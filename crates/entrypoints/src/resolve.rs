//! Enablement resolution.
//!
//! Walks the registry once: declarations (with alias binding), then features
//! up to the maximum API version, then the supported extensions. Each phase
//! stamps the entry points it requires; anything left without a stamp is
//! unreachable.

use std::cmp::Ordering;

use rustc_hash::FxHashMap as HashMap;

use epgen_registry_spec::RegistrySpec;

use crate::entrypoint::{DeclId, Declaration, Enablement, EntryPoint, EntryPointAlias};
use crate::error::GenError;
use crate::extension::ExtensionTable;
use crate::version::ApiVersion;

/// Registry declarations after alias binding and enablement stamping.
#[derive(Debug, Clone)]
pub struct ResolvedRegistry {
	decls: Vec<Declaration>,
	by_name: HashMap<String, DeclId>,
}

impl ResolvedRegistry {
	/// Declarations in registry order.
	pub fn decls(&self) -> impl Iterator<Item = (DeclId, &Declaration)> + '_ {
		self.decls
			.iter()
			.enumerate()
			.map(|(i, d)| (DeclId(i as u32), d))
	}

	pub fn get(&self, name: &str) -> Option<(DeclId, &Declaration)> {
		let id = *self.by_name.get(name)?;
		Some((id, &self.decls[id.0 as usize]))
	}

	/// The canonical entry point behind `id`.
	pub fn entry(&self, id: DeclId) -> Option<&EntryPoint> {
		match self.decls.get(id.0 as usize)? {
			Declaration::Entry(e) => Some(e),
			Declaration::Alias(a) => self.decls.get(a.target.0 as usize)?.as_entry(),
		}
	}

	/// Device classification of a declaration; aliases answer for their target.
	pub fn is_device_entrypoint(&self, name: &str) -> Option<bool> {
		let (id, _) = self.get(name)?;
		Some(self.entry(id)?.is_device_entrypoint())
	}

	pub fn len(&self) -> usize {
		self.decls.len()
	}

	pub fn is_empty(&self) -> bool {
		self.decls.is_empty()
	}

	pub fn reachable_count(&self) -> usize {
		self.decls.iter().filter(|d| d.enablement().is_reachable()).count()
	}

	fn stamp(&mut self, requirer: impl FnOnce() -> String, name: &str) -> Result<&mut Declaration, GenError> {
		match self.by_name.get(name) {
			Some(id) => Ok(&mut self.decls[id.0 as usize]),
			None => Err(GenError::UnknownCommand {
				requirer: requirer(),
				name: name.to_string(),
			}),
		}
	}
}

/// Platform define a command inherits from the extension that requires it.
fn platform_guards(registry: &RegistrySpec) -> HashMap<&str, String> {
	let mut guards = HashMap::default();
	for ext in &registry.extensions {
		let Some(define) = ext.platform_define() else {
			continue;
		};
		for cmd in &ext.commands {
			guards.entry(cmd.as_str()).or_insert_with(|| define.clone());
		}
	}
	guards
}

/// Binds aliases and stamps every entry point reachable from a core version
/// up to `max_api_version` or from an extension present in `extensions`.
pub fn resolve(
	registry: &RegistrySpec,
	max_api_version: ApiVersion,
	extensions: &ExtensionTable,
) -> Result<ResolvedRegistry, GenError> {
	let guards = platform_guards(registry);
	let mut resolved = ResolvedRegistry {
		decls: Vec::with_capacity(registry.commands.len()),
		by_name: HashMap::with_capacity_and_hasher(registry.commands.len(), Default::default()),
	};

	for cmd in &registry.commands {
		if resolved.by_name.contains_key(&cmd.name) {
			return Err(GenError::DuplicateEntryPoint(cmd.name.clone()));
		}
		let decl = match &cmd.alias {
			Some(target) => {
				let Some((target_id, target_decl)) = resolved.get(target) else {
					return Err(GenError::UndeclaredAliasTarget {
						alias: cmd.name.clone(),
						target: target.clone(),
					});
				};
				let target = match target_decl {
					Declaration::Alias(a) => a.target,
					Declaration::Entry(_) => target_id,
				};
				Declaration::Alias(EntryPointAlias {
					name: cmd.name.clone(),
					target,
					enablement: Enablement::default(),
				})
			}
			None => {
				let mut ep = EntryPoint::from_spec(cmd);
				if ep.guard.is_none() {
					ep.guard = guards.get(cmd.name.as_str()).cloned();
				}
				Declaration::Entry(ep)
			}
		};
		let id = DeclId(resolved.decls.len() as u32);
		resolved.by_name.insert(cmd.name.clone(), id);
		resolved.decls.push(decl);
	}

	let mut skipped_features = 0usize;
	for feature in &registry.features {
		if feature.api != "vulkan" {
			return Err(GenError::UnsupportedApi {
				feature: feature.number.clone(),
				api: feature.api.clone(),
			});
		}
		let version: ApiVersion = feature.number.parse().map_err(|source| GenError::Version {
			owner: format!("feature {}", feature.number),
			source,
		})?;
		if version.compare(&max_api_version) == Ordering::Greater {
			skipped_features += 1;
			continue;
		}
		for name in &feature.commands {
			let decl = resolved.stamp(|| format!("feature {}", feature.number), name)?;
			decl.enablement_mut().stamp_core(name, version)?;
		}
	}

	for ext in &registry.extensions {
		let Some((ext_id, _)) = extensions.get(&ext.name) else {
			continue;
		};
		for name in &ext.commands {
			let decl = resolved.stamp(|| format!("extension {}", ext.name), name)?;
			decl.enablement_mut().stamp_extension(name, ext_id)?;
		}
	}

	for (_, decl) in resolved.decls() {
		if !decl.enablement().is_reachable() {
			tracing::trace!(name = decl.name(), "unreachable entry point");
		}
	}
	tracing::debug!(
		declared = resolved.len(),
		reachable = resolved.reachable_count(),
		skipped_features,
		"resolved entry point enablement"
	);

	Ok(resolved)
}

*****

:: Try it ::
Would you print exactly the lines from the first line of the entries above through the line that has "use epgen_registry_spec::RegistrySpec;", both included, and stop there?

:: Finished exercise ::
filename crates/entrypoints/src/resolve.rs
//! Enablement resolution.
//!
//! Walks the registry once: declarations (with alias binding), then features
//! up to the maximum API version, then the supported extensions. Each phase
//! stamps the entry points it requires; anything left without a stamp is
//! unreachable.

use std::cmp::Ordering;

use rustc_hash::FxHashMap as HashMap;

use epgen_registry_spec::RegistrySpec;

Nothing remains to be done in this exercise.